The practical consequence of this difference perspective is that although facilities for building concordances and frequently list are also present in Abundantia Verborum (in the Basic Corpus Statistics Tools), the main focus in Abundantia Verborum is on collecting data into workshops (with the Abundantia Verborum query mechanism).
As was mentioned above, text retrieval tools serve another goal.
In text retrieval tools the prototypical use
is to retrieve complete texts in which a particular word
or expression is used, e.g. to find, in a big collection
of articles, all articles that are about, or at least mention this or this subject.
Therefore the results are presented as lists of texts, rather
than as lists of occurrences of linguistic phenomena.
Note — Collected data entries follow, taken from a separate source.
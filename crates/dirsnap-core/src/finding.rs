//! Check findings as seen by the mute-list.

use serde::{Deserialize, Serialize};
use std::collections::BTreeMap;

/// The facts about a finding that suppression rules match against.
#[derive(Debug, Clone, Serialize, Deserialize)]
pub struct Finding {
    /// Identifier of the check that produced the finding.
    pub check_id: String,
    /// Location/region the finding applies to (`global` for directory-wide).
    pub location: String,
    /// Name of the affected resource.
    pub resource_name: String,
    /// Tags attached to the resource.
    #[serde(default)]
    pub resource_tags: BTreeMap<String, String>,
}

impl Finding {
    /// Creates a finding with no tags.
    #[must_use]
    pub fn new(
        check_id: impl Into<String>,
        location: impl Into<String>,
        resource_name: impl Into<String>,
    ) -> Self {
        Self {
            check_id: check_id.into(),
            location: location.into(),
            resource_name: resource_name.into(),
            resource_tags: BTreeMap::new(),
        }
    }

    /// Adds a resource tag.
    #[must_use]
    pub fn with_tag(mut self, key: impl Into<String>, value: impl Into<String>) -> Self {
        self.resource_tags.insert(key.into(), value.into());
        self
    }

    /// Unrolls the tag map into `key=value` strings for pattern matching.
    #[must_use]
    pub fn unrolled_tags(&self) -> Vec<String> {
        self.resource_tags
            .iter()
            .map(|(k, v)| format!("{k}={v}"))
            .collect()
    }
}

#[cfg(test)]
mod tests {
    use super::*;

    #[test]
    fn test_unrolled_tags_sorted_key_value() {
        let finding = Finding::new("check_1", "global", "res")
            .with_tag("env", "prod")
            .with_tag("app", "payments");

        assert_eq!(finding.unrolled_tags(), vec!["app=payments", "env=prod"]);
    }

    #[test]
    fn test_unrolled_tags_empty() {
        let finding = Finding::new("check_1", "global", "res");
        assert!(finding.unrolled_tags().is_empty());
    }
}
//! The assembled snapshot and its fault report.

use std::collections::{BTreeMap, HashMap};

use dirsnap_core::TenantId;

use crate::records::{
    AuthorizationPolicy, ConditionalAccessPolicy, DirectoryRole, GroupSetting, NamedLocation,
    SecurityDefault, User,
};
use crate::EntraError;

/// Per-tenant map used throughout the snapshot.
pub type TenantMap<T> = BTreeMap<TenantId, T>;

/// The snapshot field a fault was recorded against.
#[derive(Debug, Clone, Copy, PartialEq, Eq)]
pub enum SnapshotField {
    Users,
    AuthorizationPolicy,
    GroupSettings,
    SecurityDefaults,
    NamedLocations,
    DirectoryRoles,
    ConditionalAccessPolicies,
}

/// One recorded collection failure.
///
/// Collection is best-effort: a fault means the named field holds partial
/// (possibly empty) data for the named tenant onward, never that the snapshot
/// as a whole was aborted.
#[derive(Debug)]
pub struct CollectionFault {
    /// Field the failure occurred in.
    pub field: SnapshotField,
    /// Tenant being fetched when the failure occurred, when attributable.
    pub tenant: Option<TenantId>,
    /// The underlying error.
    pub error: EntraError,
}

/// Faults recorded during one collection pass.
#[derive(Debug, Default)]
pub struct SnapshotReport {
    pub faults: Vec<CollectionFault>,
}

impl SnapshotReport {
    /// True if every fetch completed without a fault.
    #[must_use]
    pub fn is_complete(&self) -> bool {
        self.faults.is_empty()
    }

    /// Faults recorded against one field.
    pub fn faults_for(&self, field: SnapshotField) -> impl Iterator<Item = &CollectionFault> {
        self.faults.iter().filter(move |f| f.field == field)
    }
}

/// A tenant-partitioned directory snapshot.
///
/// Built once per collection pass and read-only afterward. Tenant maps are
/// ordered so downstream output is deterministic.
#[derive(Debug, Default)]
pub struct EntraSnapshot {
    /// Users keyed by object id, per tenant.
    pub users: TenantMap<HashMap<String, User>>,
    /// The tenant-wide authorization policy.
    pub authorization_policy: TenantMap<AuthorizationPolicy>,
    /// Group settings keyed by setting id, per tenant.
    pub group_settings: TenantMap<HashMap<String, GroupSetting>>,
    /// The tenant-wide security-defaults policy.
    pub security_defaults: TenantMap<SecurityDefault>,
    /// Named locations keyed by location id, per tenant.
    pub named_locations: TenantMap<HashMap<String, NamedLocation>>,
    /// Directory roles keyed by role display name, per tenant.
    pub directory_roles: TenantMap<HashMap<String, DirectoryRole>>,
    /// Conditional-access policies keyed by policy id, per tenant.
    pub conditional_access_policies: TenantMap<HashMap<String, ConditionalAccessPolicy>>,
    /// Faults recorded while collecting.
    pub report: SnapshotReport,
}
As in corpus analysis tools the results are thought of as objects to
be read or printed, not to be manipulated (although there sometimes is
the possibility to add bookmarks). In this context it should be
added that the query languages of these tools are also
designed to look for complete texts. Therefore, the resemblance
between query languages we mentioned earlier are rather at the level
of the components of the languages than at the level of the semantics
of the queries: for instance, in a text retrieval tool
a query like "AND(WORD(justice),WORD(law))" would typically
retrieve texts in which both words co-occur rather than co-occurrences
of the words within some infra-textual linguistic context.